Como analisar documentos PDF com a macro ONLYOFFICE
No ambiente digital acelerado de hoje, escritores, editores e criadores de conteúdo muitas vezes têm dificuldade em obter insights significativos sobre seus documentos. Compreender métricas como legibilidade, frequência de palavras e equilíbrio estrutural pode melhorar significativamente a qualidade do documento, mas a análise manual é demorada e inconsistente. Neste post do blog, mostraremos como criar uma macro poderosa do ONLYOFFICE que analisa seus documentos automaticamente e gera relatórios abrangentes.
Construindo a macro de análise de documentos
Vamos dividir nossa macro em componentes funcionais e explicar como cada parte funciona.
Configurando a função principal
O núcleo da nossa macro é a função analyzeDocument(), que orquestra todo o processo de análise:
function analyzeDocument() {
try {
// Get document and all text
var oDocument = Api.GetDocument();
var allText = "";
var paragraphs = oDocument.GetAllParagraphs();
// Check if document is empty
if (paragraphs.length === 0) {
console.log("Warning: Document is empty or no paragraphs found for analysis.");
return;
}
// Collect all text
paragraphs.forEach(function(paragraph) {
allText += paragraph.GetText() + " ";
});
// Perform analyses
var stats = calculateBasicStats(allText, paragraphs);
var advancedStats = calculateAdvancedStats(allText, stats);
var commonWords = findCommonWords(allText, 10);
// Create report
createAndAddReport(oDocument, stats, advancedStats, commonWords);
// Log success
console.log("Success: Document analysis completed. Report added to the end of the document.");
} catch (error) {
console.log("Error: " + error.message);
}
}
Esta função primeiro coleta todo o texto do documento, depois o passa para funções de análise especializadas e, por fim, cria um relatório. O bloco try-catch garante que a macro trate quaisquer erros sem problemas.

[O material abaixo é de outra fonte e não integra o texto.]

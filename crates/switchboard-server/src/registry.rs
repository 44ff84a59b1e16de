//! Session pool and lookup.
//!
//! All sessions are allocated up front. Acquire and release are O(1) through
//! a stack of free slot indices. Only authenticated sessions appear in the
//! name and id maps; both maps live behind one reader/writer lock so lookups
//! run in parallel while registration and broadcast are exclusive.

use crate::error::RegistryError;
use crate::session::{Session, SessionLimits};
use bytes::Bytes;
use parking_lot::{Mutex, RwLock};
use std::collections::HashMap;
use std::sync::Arc;

#[derive(Default)]
struct Lookup {
    by_name: HashMap<String, u32>,
    by_id: HashMap<u32, Arc<Session>>,
}

/// Fixed pool of sessions plus the authenticated-user directory.
pub struct SessionRegistry {
    pool: Vec<Arc<Session>>,
    free: Mutex<Vec<usize>>,
    lookup: RwLock<Lookup>,
}

impl SessionRegistry {
    /// Allocate `capacity` idle sessions.
    pub fn new(capacity: usize, limits: SessionLimits) -> Self {
        let pool = (0..capacity)
            .map(|slot| Arc::new(Session::new(slot, limits)))
            .collect();
        // Lowest slot on top of the stack
        let free = (0..capacity).rev().collect();

        Self {
            pool,
            free: Mutex::new(free),
            lookup: RwLock::new(Lookup::default()),
        }
    }

    /// Take an idle session out of the pool. `None` means the pool is exhausted.
    pub fn acquire(&self) -> Option<Arc<Session>> {
        let slot = self.free.lock().pop()?;
        let session = &self.pool[slot];
        let leased = session.try_lease();
        debug_assert!(leased, "slot {slot} was on the free stack while leased");
        Some(Arc::clone(session))
    }

    /// Unregister, reset and return a session to the pool.
    ///
    /// Releasing a session that is already back in the pool does nothing.
    pub fn release(&self, session: &Arc<Session>) {
        self.unregister_authenticated(session);
        session.reset();
        if session.end_lease() {
            self.free.lock().push(session.slot());
        }
    }

    /// Mark connection `session_id` on `session` authenticated as `username`
    /// and publish it in the maps.
    ///
    /// The name check and the state change happen under the same exclusive
    /// lock, so two sessions can never both register one name. Fails with
    /// `InvalidSession` if the connection no longer owns the slot.
    pub fn register_authenticated(
        &self,
        session: &Arc<Session>,
        session_id: u32,
        username: &str,
        token: String,
    ) -> Result<(), RegistryError> {
        let mut lookup = self.lookup.write();

        if let Some(&owner) = lookup.by_name.get(username) {
            let owner_live = lookup.by_id.get(&owner).is_some_and(|s| s.is_valid());
            if owner_live {
                return Err(RegistryError::NameTaken(username.to_string()));
            }
            // Owner is mid-teardown; its own unregister only removes entries
            // that still point at it.
            lookup.by_name.remove(username);
        }

        if !session.authenticate(session_id, username, token) {
            return Err(RegistryError::InvalidSession(session_id));
        }

        lookup.by_name.insert(username.to_string(), session_id);
        lookup.by_id.insert(session_id, Arc::clone(session));
        tracing::debug!(session_id, username, "Registered session");
        Ok(())
    }

    /// Remove a session from both maps. No-op if it never authenticated.
    pub fn unregister_authenticated(&self, session: &Session) {
        let Some((session_id, username)) = session.registration() else {
            return;
        };

        let mut lookup = self.lookup.write();
        if lookup.by_name.get(&username) == Some(&session_id) {
            lookup.by_name.remove(&username);
        }
        lookup.by_id.remove(&session_id);
    }

    /// Live authenticated session registered under `username`.
    pub fn find_by_name(&self, username: &str) -> Option<Arc<Session>> {
        let lookup = self.lookup.read();
        let session_id = lookup.by_name.get(username)?;
        lookup
            .by_id
            .get(session_id)
            .filter(|session| session.is_valid())
            .cloned()
    }

    /// Live authenticated session with id `session_id`.
    pub fn find_by_id(&self, session_id: u32) -> Option<Arc<Session>> {
        self.lookup
            .read()
            .by_id
            .get(&session_id)
            .filter(|session| session.is_valid())
            .cloned()
    }

    /// Send `data` to the live session registered under `username`.
    ///
    /// Lookup and send happen under one shared lock, so the target cannot be
    /// released and recycled in between. Returns `None` if nobody by that
    /// name is online, otherwise whether the packet was queued.
    pub fn send_to(&self, username: &str, data: Bytes) -> Option<bool> {
        let lookup = self.lookup.read();
        lookup
            .by_name
            .get(username)
            .and_then(|session_id| lookup.by_id.get(session_id))
            .filter(|session| session.is_valid())
            .map(|session| session.send(data))
    }

    /// Send `data` to every live authenticated session except `exclude`.
    ///
    /// Returns the number of sessions that accepted the packet.
    pub fn broadcast(&self, exclude: Option<&Session>, data: &Bytes) -> usize {
        let lookup = self.lookup.write();
        lookup
            .by_id
            .values()
            .filter(|session| exclude.is_none_or(|ex| ex.slot() != session.slot()))
            .filter(|session| session.is_valid())
            .filter(|session| session.send(data.clone()))
            .count()
    }

    /// Session in pool slot `slot`, whether leased or idle.
    pub fn slot(&self, slot: usize) -> Option<&Arc<Session>> {
        self.pool.get(slot)
    }

    /// Every session in the pool.
    pub fn sessions(&self) -> &[Arc<Session>] {
        &self.pool
    }

    /// Pool size.
    pub fn capacity(&self) -> usize {
        self.pool.len()
    }

    /// Idle sessions left in the pool.
    pub fn available(&self) -> usize {
        self.free.lock().len()
    }

    /// Sessions currently registered as authenticated.
    pub fn authenticated_count(&self) -> usize {
        self.lookup.read().by_id.len()
    }
}
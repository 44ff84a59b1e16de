//! Server orchestration.
//!
//! Loads the users file, starts the I/O engine and keeps it running until
//! the process is interrupted.

use crate::config::ServerConfig;
use crate::engine::IoEngine;
use crate::error::ServerError;
use crate::store::MemoryStore;
use std::sync::Arc;

/// Chat server.
pub struct Server {
    /// Accounts, tokens and presence
    store: Arc<MemoryStore>,
    /// Server configuration
    config: ServerConfig,
}

impl Server {
    /// Create new server with configuration.
    ///
    /// Loads the users file into an in-process credential store.
    ///
    /// # Errors
    ///
    /// Returns `ServerError` if the users file cannot be loaded.
    pub fn new(config: ServerConfig) -> Result<Self, ServerError> {
        tracing::info!("Loading users from {:?}", config.users);

        let store = MemoryStore::from_file(&config.users)?;

        tracing::info!("Loaded {} user accounts", store.user_count());

        Ok(Self {
            store: Arc::new(store),
            config,
        })
    }

    /// Credential store backing this server.
    #[must_use]
    pub const fn store(&self) -> &Arc<MemoryStore> {
        &self.store
    }

    /// Server configuration.
    #[must_use]
    pub const fn config(&self) -> &ServerConfig {
        &self.config
    }

    /// Bind the listener and start the engine without waiting for a signal.
    ///
    /// # Errors
    ///
    /// Returns `ServerError` if the engine fails to start.
    pub fn start(&self) -> Result<IoEngine, ServerError> {
        IoEngine::start(&self.config, self.store.clone())
    }

    /// Run the server until Ctrl-C.
    ///
    /// # Errors
    ///
    /// Returns `ServerError` if binding fails or the shutdown signal cannot
    /// be installed.
    pub async fn run(self) -> Result<(), ServerError> {
        tracing::info!("Starting switchboard chat server");
        tracing::info!("TCP server binding to: {}", self.config.bind);

        let engine = self.start()?;
        tracing::info!(
            "Listening on {} ({} sessions, {} workers)",
            engine.local_addr(),
            self.config.max_sessions,
            self.config.workers
        );

        let signal = tokio::signal::ctrl_c().await.map_err(|e| {
            ServerError::Shutdown(format!("Failed to listen for shutdown signal: {e}"))
        });

        tracing::info!("Shutdown signal received, stopping server");

        // Joining worker threads blocks
        tokio::task::spawn_blocking(move || engine.shutdown())
            .await
            .map_err(|e| ServerError::Shutdown(format!("Engine shutdown failed: {e}")))?;

        signal
    }
}

#[cfg(test)]
mod tests {
    use super::*;
    use crate::store::{CredentialStore, UserRecord};
    use std::io::Write;
    use tempfile::NamedTempFile;

    fn users_file() -> NamedTempFile {
        let mut file = NamedTempFile::new().unwrap();
        let records = vec![
            UserRecord::new("alice", "wonderland"),
            UserRecord::new("bob", "builder"),
        ];
        file.write_all(serde_json::to_string(&records).unwrap().as_bytes())
            .unwrap();
        file
    }

    #[test]
    fn test_server_loads_users() {
        let file = users_file();
        let config =
            ServerConfig::with_defaults("127.0.0.1:0".parse().unwrap(), file.path().to_path_buf());

        let server = Server::new(config).unwrap();
        assert_eq!(server.store().user_count(), 2);
        assert!(server.store().password_hash("bob").unwrap().is_some());
    }

    #[test]
    fn test_server_rejects_missing_users_file() {
        let config = ServerConfig::with_defaults(
            "127.0.0.1:0".parse().unwrap(),
            "/nonexistent/users.json".into(),
        );
        assert!(matches!(Server::new(config), Err(ServerError::Store(_))));
    }

    #[test]
    fn test_start_binds_ephemeral_port() {
        let file = users_file();
        let mut config =
            ServerConfig::with_defaults("127.0.0.1:0".parse().unwrap(), file.path().to_path_buf());
        config.workers = 2;
        config.max_sessions = 8;

        let server = Server::new(config).unwrap();
        let engine = server.start().unwrap();
        assert_ne!(engine.local_addr().port(), 0);
        assert!(engine.is_running());
        assert_eq!(engine.registry().capacity(), 8);
        engine.shutdown();
    }

    #[test]
    fn test_start_reports_bind_failure() {
        let file = users_file();
        let taken = std::net::TcpListener::bind("127.0.0.1:0").unwrap();
        let config =
            ServerConfig::with_defaults(taken.local_addr().unwrap(), file.path().to_path_buf());

        let server = Server::new(config).unwrap();
        assert!(matches!(
            server.start(),
            Err(ServerError::BindFailed { .. })
        ));
    }
}
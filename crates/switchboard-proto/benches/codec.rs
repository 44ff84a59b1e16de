//! Encode/decode benchmarks for the chat packets on the hot path.
//!
//! Run with:
//! ```bash
//! cargo bench --bench codec
//! ```

#![allow(clippy::expect_used)]

use criterion::{BenchmarkId, Criterion, Throughput, criterion_group, criterion_main};
use std::hint::black_box;
use switchboard_proto::{
    BroadcastResponse, MessageField, NameField, Packet, ResultCode, WhisperResponse,
};

fn sample_packets() -> Vec<(&'static str, Packet)> {
    let text = "the quick brown fox jumps over the lazy dog ".repeat(20);
    vec![
        (
            "login_request",
            Packet::login_request("user0042", "correct-horse", "Wanderer")
                .expect("Failed to build login request"),
        ),
        (
            "broadcast_response",
            Packet::BroadcastResponse(BroadcastResponse {
                user: NameField::truncated("Wanderer"),
                message: MessageField::truncated(&text),
            }),
        ),
        (
            "whisper_response",
            Packet::WhisperResponse(WhisperResponse {
                result: ResultCode::Success,
                sender: NameField::truncated("Wanderer"),
                message: MessageField::truncated(&text),
            }),
        ),
    ]
}

fn bench_encode(c: &mut Criterion) {
    let mut group = c.benchmark_group("encode");
    for (name, packet) in sample_packets() {
        group.throughput(Throughput::Bytes(packet.packet_type().wire_size() as u64));
        group.bench_with_input(BenchmarkId::from_parameter(name), &packet, |b, packet| {
            b.iter(|| black_box(packet.encode().expect("Failed to encode packet")));
        });
    }
    group.finish();
}

fn bench_decode(c: &mut Criterion) {
    let mut group = c.benchmark_group("decode");
    for (name, packet) in sample_packets() {
        let bytes = packet.encode().expect("Failed to encode packet");
        group.throughput(Throughput::Bytes(bytes.len() as u64));
        group.bench_with_input(BenchmarkId::from_parameter(name), &bytes, |b, bytes| {
            b.iter(|| black_box(Packet::decode(bytes).expect("Failed to decode packet")));
        });
    }
    group.finish();
}

criterion_group!(benches, bench_encode, bench_decode);
criterion_main!(benches);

Calculando estatísticas básicas
A função calculateBasicStats() processa o texto para extrair métricas fundamentais:
function calculateBasicStats(text, paragraphs) {
// Word count
var words = text.split(/\s+/).filter(function(word) {
return word.length > 0;
});
var wordCount = words.length;
// Sentence count
var sentences = text.split(/[.!?]+/).filter(function(sentence) {
return sentence.trim().length > 0;
});
var sentenceCount = sentences.length;
// Paragraph count
var paragraphCount = paragraphs.length;
// Character count
var charCountWithSpaces = text.length;
var charCountWithoutSpaces = text.replace(/\s+/g, "").length;
// Line count (approximate)
var lineCount = Math.ceil(charCountWithSpaces / 70);
return {
wordCount: wordCount,
sentenceCount: sentenceCount,
paragraphCount: paragraphCount,
charCountWithSpaces: charCountWithSpaces,
charCountWithoutSpaces: charCountWithoutSpaces,
lineCount: lineCount,
words: words,
sentences: sentences
};
}
Esta função divide o texto em palavras e frases, conta parágrafos e calcula contagens de caracteres e linhas.

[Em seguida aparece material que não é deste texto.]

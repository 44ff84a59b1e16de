//! Fixed-width, NUL-padded text fields.
//!
//! Every text field in the protocol occupies a fixed number of bytes: up to
//! `N - 1` bytes of UTF-8 followed by NUL padding. Fields written by this
//! crate always end in at least one NUL. Fields read from the wire are taken
//! up to the first NUL, or the whole width when a peer omitted the terminator.

use crate::error::EncodeError;
use binrw::io::{Read, Seek, Write};
use binrw::{BinRead, BinResult, BinWrite};
use std::borrow::Cow;
use std::fmt;

/// Maximum length in bytes of identifier text (user id, password, username)
pub const MAX_NAME_LEN: usize = 32;

/// Maximum length in bytes of chat text
pub const MAX_MESSAGE_LEN: usize = 1024;

/// Wire width of identifier fields
pub const NAME_FIELD_LEN: usize = MAX_NAME_LEN + 1;

/// Wire width of chat text fields
pub const MESSAGE_FIELD_LEN: usize = MAX_MESSAGE_LEN + 1;

/// Identifier field (33 bytes on the wire)
pub type NameField = FixedStr<NAME_FIELD_LEN>;

/// Chat text field (1025 bytes on the wire)
pub type MessageField = FixedStr<MESSAGE_FIELD_LEN>;

/// Text stored in exactly `N` wire bytes.
#[derive(Clone, PartialEq, Eq, Hash)]
pub struct FixedStr<const N: usize> {
    raw: [u8; N],
}

impl<const N: usize> FixedStr<N> {
    /// Longest text the field can carry
    pub const MAX_LEN: usize = N - 1;

    /// Build a field from `text`, rejecting text that does not fit.
    pub fn new(text: &str) -> Result<Self, EncodeError> {
        if text.len() > Self::MAX_LEN {
            return Err(EncodeError::FieldTooLong {
                len: text.len(),
                max: Self::MAX_LEN,
            });
        }
        Ok(Self::copy_from(text.as_bytes()))
    }

    /// Build a field from `text`, cutting it at the last character boundary
    /// that fits.
    pub fn truncated(text: &str) -> Self {
        let mut end = text.len().min(Self::MAX_LEN);
        while !text.is_char_boundary(end) {
            end -= 1;
        }
        Self::copy_from(&text.as_bytes()[..end])
    }

    /// Wrap raw wire bytes as read from a peer.
    pub const fn from_raw(raw: [u8; N]) -> Self {
        Self { raw }
    }

    /// Text bytes, up to the first NUL.
    pub fn as_bytes(&self) -> &[u8] {
        let end = self.raw.iter().position(|&b| b == 0).unwrap_or(N);
        &self.raw[..end]
    }

    /// Text content; invalid UTF-8 from a peer is replaced.
    pub fn to_string_lossy(&self) -> Cow<'_, str> {
        String::from_utf8_lossy(self.as_bytes())
    }

    /// Length of the text in bytes.
    pub fn len(&self) -> usize {
        self.as_bytes().len()
    }

    /// Whether the field carries no text.
    pub fn is_empty(&self) -> bool {
        self.raw.first().is_none_or(|&b| b == 0)
    }

    /// The full `N` bytes as written to the wire.
    pub const fn raw(&self) -> &[u8; N] {
        &self.raw
    }

    fn copy_from(bytes: &[u8]) -> Self {
        let mut raw = [0u8; N];
        raw[..bytes.len()].copy_from_slice(bytes);
        Self { raw }
    }
}

impl<const N: usize> Default for FixedStr<N> {
    fn default() -> Self {
        Self { raw: [0u8; N] }
    }
}

impl<const N: usize> fmt::Debug for FixedStr<N> {
    fn fmt(&self, f: &mut fmt::Formatter<'_>) -> fmt::Result {
        fmt::Debug::fmt(&self.to_string_lossy(), f)
    }
}

impl<const N: usize> fmt::Display for FixedStr<N> {
    fn fmt(&self, f: &mut fmt::Formatter<'_>) -> fmt::Result {
        f.write_str(&self.to_string_lossy())
    }
}

impl<const N: usize> BinRead for FixedStr<N> {
    type Args<'a> = ();

    fn read_options<R: Read + Seek>(
        reader: &mut R,
        _endian: binrw::Endian,
        _args: Self::Args<'_>,
    ) -> BinResult<Self> {
        let mut raw = [0u8; N];
        reader.read_exact(&mut raw)?;
        Ok(Self { raw })
    }
}

impl<const N: usize> BinWrite for FixedStr<N> {
    type Args<'a> = ();

    fn write_options<W: Write + Seek>(
        &self,
        writer: &mut W,
        _endian: binrw::Endian,
        _args: Self::Args<'_>,
    ) -> BinResult<()> {
        writer.write_all(&self.raw)?;
        Ok(())
    }
}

Executando análises avançadas
Para insights mais profundos, a função calculateAdvancedStats() calcula métricas mais sofisticadas:
function calculateAdvancedStats(text, basicStats) {
// Average sentence length
var avgWordsPerSentence = basicStats.wordCount / Math.max(1, basicStats.sentenceCount);
// Average paragraph length
var avgWordsPerParagraph = basicStats.wordCount / Math.max(1, basicStats.paragraphCount);
// Average word length
var totalWordLength = basicStats.words.reduce(function(sum, word) {
return sum + word.length;
}, 0);
var avgWordLength = totalWordLength / Math.max(1, basicStats.wordCount);
// Readability score (simplified Flesch-Kincaid)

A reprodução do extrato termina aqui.